How to complete this task :: Return each line of the listing that follows in which the string "target" can be found.

(Dataset content begins)

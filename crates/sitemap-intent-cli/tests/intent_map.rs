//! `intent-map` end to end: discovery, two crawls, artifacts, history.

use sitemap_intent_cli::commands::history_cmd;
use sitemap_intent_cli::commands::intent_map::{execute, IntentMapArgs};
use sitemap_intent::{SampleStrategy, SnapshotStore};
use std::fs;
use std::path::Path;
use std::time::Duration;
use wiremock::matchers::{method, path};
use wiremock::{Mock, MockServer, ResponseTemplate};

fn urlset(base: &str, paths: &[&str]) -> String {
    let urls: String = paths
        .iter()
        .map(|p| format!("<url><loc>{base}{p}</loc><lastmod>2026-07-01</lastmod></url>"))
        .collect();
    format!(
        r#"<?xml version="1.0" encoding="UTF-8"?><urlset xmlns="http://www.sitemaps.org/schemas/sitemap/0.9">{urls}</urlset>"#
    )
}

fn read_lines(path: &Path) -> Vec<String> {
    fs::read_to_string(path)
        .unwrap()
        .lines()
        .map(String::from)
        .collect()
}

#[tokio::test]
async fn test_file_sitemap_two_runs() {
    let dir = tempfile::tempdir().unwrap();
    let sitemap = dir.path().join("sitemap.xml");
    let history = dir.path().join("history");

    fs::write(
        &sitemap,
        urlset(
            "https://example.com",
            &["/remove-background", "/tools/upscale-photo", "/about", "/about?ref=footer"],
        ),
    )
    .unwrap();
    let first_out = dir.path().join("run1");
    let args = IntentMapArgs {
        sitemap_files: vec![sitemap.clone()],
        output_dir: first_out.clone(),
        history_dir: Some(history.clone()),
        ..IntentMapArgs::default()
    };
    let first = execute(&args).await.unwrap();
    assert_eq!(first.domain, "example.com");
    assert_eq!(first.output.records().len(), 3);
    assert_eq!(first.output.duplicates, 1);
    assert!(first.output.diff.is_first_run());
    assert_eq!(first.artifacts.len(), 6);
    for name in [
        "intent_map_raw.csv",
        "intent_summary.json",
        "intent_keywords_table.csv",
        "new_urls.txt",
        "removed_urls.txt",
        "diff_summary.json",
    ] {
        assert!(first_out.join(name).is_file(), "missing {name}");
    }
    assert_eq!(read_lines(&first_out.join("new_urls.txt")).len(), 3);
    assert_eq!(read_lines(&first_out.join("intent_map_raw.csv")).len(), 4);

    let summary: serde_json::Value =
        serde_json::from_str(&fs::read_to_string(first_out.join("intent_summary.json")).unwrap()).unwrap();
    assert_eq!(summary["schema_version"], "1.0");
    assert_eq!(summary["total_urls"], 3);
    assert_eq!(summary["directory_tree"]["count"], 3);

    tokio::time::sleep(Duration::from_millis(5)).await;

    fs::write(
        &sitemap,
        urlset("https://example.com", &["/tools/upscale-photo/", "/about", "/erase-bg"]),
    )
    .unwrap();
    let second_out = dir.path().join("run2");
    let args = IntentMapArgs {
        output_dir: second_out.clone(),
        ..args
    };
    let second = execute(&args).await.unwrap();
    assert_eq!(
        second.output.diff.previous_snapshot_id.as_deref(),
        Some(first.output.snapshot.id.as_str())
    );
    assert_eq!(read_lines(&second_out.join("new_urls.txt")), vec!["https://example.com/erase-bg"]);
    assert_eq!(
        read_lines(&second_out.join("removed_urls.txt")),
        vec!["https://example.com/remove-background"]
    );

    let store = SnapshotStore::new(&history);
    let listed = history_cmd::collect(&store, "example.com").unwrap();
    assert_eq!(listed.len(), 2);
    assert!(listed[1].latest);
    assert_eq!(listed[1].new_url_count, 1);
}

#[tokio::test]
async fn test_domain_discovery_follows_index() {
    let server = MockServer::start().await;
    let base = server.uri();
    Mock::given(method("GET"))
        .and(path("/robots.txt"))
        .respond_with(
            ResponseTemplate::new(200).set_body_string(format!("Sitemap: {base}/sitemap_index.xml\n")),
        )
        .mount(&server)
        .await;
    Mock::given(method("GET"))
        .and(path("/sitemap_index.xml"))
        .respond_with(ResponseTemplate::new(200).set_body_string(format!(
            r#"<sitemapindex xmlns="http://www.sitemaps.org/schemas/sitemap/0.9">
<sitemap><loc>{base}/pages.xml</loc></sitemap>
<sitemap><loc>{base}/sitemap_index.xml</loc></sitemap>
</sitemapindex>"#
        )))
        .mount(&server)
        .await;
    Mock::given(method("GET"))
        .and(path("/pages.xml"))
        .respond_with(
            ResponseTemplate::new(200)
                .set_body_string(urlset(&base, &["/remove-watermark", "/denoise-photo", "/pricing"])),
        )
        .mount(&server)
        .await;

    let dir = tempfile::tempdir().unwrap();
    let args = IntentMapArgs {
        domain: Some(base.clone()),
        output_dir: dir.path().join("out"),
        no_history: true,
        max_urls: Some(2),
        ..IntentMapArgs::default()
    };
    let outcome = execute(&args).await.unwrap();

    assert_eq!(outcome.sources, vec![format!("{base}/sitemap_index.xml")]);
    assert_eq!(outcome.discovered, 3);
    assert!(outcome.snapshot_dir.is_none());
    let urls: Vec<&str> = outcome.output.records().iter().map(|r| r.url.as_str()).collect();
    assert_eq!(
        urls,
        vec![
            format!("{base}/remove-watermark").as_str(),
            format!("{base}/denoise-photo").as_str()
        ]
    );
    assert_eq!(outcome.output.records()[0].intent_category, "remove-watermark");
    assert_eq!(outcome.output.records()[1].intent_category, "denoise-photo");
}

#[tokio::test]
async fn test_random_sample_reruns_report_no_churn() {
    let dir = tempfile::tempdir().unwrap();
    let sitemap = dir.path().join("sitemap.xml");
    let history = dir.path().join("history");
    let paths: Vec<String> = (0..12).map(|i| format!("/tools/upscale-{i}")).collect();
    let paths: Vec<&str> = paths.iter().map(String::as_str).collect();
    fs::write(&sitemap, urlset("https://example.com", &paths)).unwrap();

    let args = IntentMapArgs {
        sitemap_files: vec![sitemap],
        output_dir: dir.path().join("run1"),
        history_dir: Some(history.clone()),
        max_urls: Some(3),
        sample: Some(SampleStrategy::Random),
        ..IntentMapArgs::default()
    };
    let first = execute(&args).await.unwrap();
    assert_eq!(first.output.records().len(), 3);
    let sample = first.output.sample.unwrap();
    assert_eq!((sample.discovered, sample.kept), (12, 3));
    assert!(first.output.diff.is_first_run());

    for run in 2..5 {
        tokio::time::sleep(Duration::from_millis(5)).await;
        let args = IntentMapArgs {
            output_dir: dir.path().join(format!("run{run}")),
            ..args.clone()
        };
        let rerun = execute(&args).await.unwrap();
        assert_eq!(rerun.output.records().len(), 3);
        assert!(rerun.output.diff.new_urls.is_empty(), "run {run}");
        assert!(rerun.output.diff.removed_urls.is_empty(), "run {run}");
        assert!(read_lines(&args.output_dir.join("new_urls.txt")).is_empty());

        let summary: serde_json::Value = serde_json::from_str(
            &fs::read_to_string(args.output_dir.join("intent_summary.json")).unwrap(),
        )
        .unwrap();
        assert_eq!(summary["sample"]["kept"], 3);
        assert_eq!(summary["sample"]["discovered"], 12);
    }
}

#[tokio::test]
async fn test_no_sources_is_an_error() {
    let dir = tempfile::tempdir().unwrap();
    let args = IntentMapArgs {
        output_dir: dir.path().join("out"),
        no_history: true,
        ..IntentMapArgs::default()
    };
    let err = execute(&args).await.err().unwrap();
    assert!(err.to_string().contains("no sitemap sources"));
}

(Dataset content ends)
(Dataset content begins)

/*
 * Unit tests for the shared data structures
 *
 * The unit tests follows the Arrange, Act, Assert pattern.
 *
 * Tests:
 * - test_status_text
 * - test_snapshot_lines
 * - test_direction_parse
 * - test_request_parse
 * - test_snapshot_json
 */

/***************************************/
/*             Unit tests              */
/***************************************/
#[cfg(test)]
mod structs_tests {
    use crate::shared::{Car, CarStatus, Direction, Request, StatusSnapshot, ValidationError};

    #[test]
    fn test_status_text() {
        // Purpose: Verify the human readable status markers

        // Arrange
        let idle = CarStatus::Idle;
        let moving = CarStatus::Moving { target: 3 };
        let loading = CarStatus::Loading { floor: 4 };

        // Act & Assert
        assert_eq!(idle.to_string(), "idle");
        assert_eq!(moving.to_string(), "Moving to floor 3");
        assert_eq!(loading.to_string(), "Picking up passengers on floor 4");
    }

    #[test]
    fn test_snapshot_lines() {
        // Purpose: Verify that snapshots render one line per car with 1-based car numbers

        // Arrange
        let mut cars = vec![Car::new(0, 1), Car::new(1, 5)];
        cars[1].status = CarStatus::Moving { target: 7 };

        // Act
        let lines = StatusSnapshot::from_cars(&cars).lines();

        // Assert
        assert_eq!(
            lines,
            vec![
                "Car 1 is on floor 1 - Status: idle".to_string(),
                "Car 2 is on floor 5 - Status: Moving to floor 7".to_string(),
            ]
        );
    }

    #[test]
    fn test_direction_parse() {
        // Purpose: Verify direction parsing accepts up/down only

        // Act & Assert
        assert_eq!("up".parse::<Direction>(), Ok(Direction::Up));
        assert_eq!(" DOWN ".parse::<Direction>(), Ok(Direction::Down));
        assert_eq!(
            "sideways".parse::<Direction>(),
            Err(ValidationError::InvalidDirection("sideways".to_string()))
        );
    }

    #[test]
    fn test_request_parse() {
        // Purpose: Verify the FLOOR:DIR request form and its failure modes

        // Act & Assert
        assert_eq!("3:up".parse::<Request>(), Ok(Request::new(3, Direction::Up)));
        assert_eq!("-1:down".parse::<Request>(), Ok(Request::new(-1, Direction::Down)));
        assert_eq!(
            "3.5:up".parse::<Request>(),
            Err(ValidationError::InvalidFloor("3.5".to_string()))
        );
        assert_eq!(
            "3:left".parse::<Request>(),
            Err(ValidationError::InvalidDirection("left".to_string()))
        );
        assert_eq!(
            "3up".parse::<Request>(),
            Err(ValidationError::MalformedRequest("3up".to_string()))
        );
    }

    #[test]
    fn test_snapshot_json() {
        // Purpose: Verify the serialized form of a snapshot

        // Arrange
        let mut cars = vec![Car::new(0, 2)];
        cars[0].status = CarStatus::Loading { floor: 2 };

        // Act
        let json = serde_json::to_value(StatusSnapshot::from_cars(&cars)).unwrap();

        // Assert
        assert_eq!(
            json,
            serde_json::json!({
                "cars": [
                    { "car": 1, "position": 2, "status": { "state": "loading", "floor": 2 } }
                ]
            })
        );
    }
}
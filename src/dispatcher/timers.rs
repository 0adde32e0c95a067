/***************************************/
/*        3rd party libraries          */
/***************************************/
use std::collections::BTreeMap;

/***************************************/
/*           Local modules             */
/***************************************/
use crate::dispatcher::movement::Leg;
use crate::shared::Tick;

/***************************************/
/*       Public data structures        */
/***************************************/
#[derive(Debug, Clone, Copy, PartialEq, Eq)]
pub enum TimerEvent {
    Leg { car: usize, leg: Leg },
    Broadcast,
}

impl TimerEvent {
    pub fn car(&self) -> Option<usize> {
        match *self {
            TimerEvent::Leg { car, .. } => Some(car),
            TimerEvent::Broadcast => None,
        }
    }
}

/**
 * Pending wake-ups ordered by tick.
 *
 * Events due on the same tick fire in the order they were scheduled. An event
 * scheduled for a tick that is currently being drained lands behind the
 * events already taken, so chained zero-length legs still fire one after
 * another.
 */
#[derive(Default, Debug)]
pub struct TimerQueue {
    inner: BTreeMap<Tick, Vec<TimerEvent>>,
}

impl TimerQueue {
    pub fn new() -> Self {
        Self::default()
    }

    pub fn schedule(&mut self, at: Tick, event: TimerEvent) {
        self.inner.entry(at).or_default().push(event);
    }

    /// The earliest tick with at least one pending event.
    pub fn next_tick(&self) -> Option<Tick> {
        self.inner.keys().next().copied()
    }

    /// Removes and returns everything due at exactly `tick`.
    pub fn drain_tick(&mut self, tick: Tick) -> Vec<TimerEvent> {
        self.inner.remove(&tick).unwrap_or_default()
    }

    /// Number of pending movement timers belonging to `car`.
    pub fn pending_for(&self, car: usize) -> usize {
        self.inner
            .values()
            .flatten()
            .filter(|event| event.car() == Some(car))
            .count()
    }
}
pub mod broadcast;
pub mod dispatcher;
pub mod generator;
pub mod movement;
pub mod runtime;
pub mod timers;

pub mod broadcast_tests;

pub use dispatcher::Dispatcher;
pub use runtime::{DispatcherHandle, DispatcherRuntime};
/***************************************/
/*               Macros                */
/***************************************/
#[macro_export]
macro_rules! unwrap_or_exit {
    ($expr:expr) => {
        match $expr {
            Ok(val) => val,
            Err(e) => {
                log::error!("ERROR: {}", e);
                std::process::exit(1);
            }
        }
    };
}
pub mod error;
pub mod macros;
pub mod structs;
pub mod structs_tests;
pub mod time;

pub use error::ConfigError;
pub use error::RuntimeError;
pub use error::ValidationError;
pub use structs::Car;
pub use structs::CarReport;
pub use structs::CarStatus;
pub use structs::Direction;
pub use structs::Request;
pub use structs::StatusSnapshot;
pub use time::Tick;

(Dataset content ends)

Solution for this exercise ::
        let moving = CarStatus::Moving { target: 3 };
        cars[1].status = CarStatus::Moving { target: 7 };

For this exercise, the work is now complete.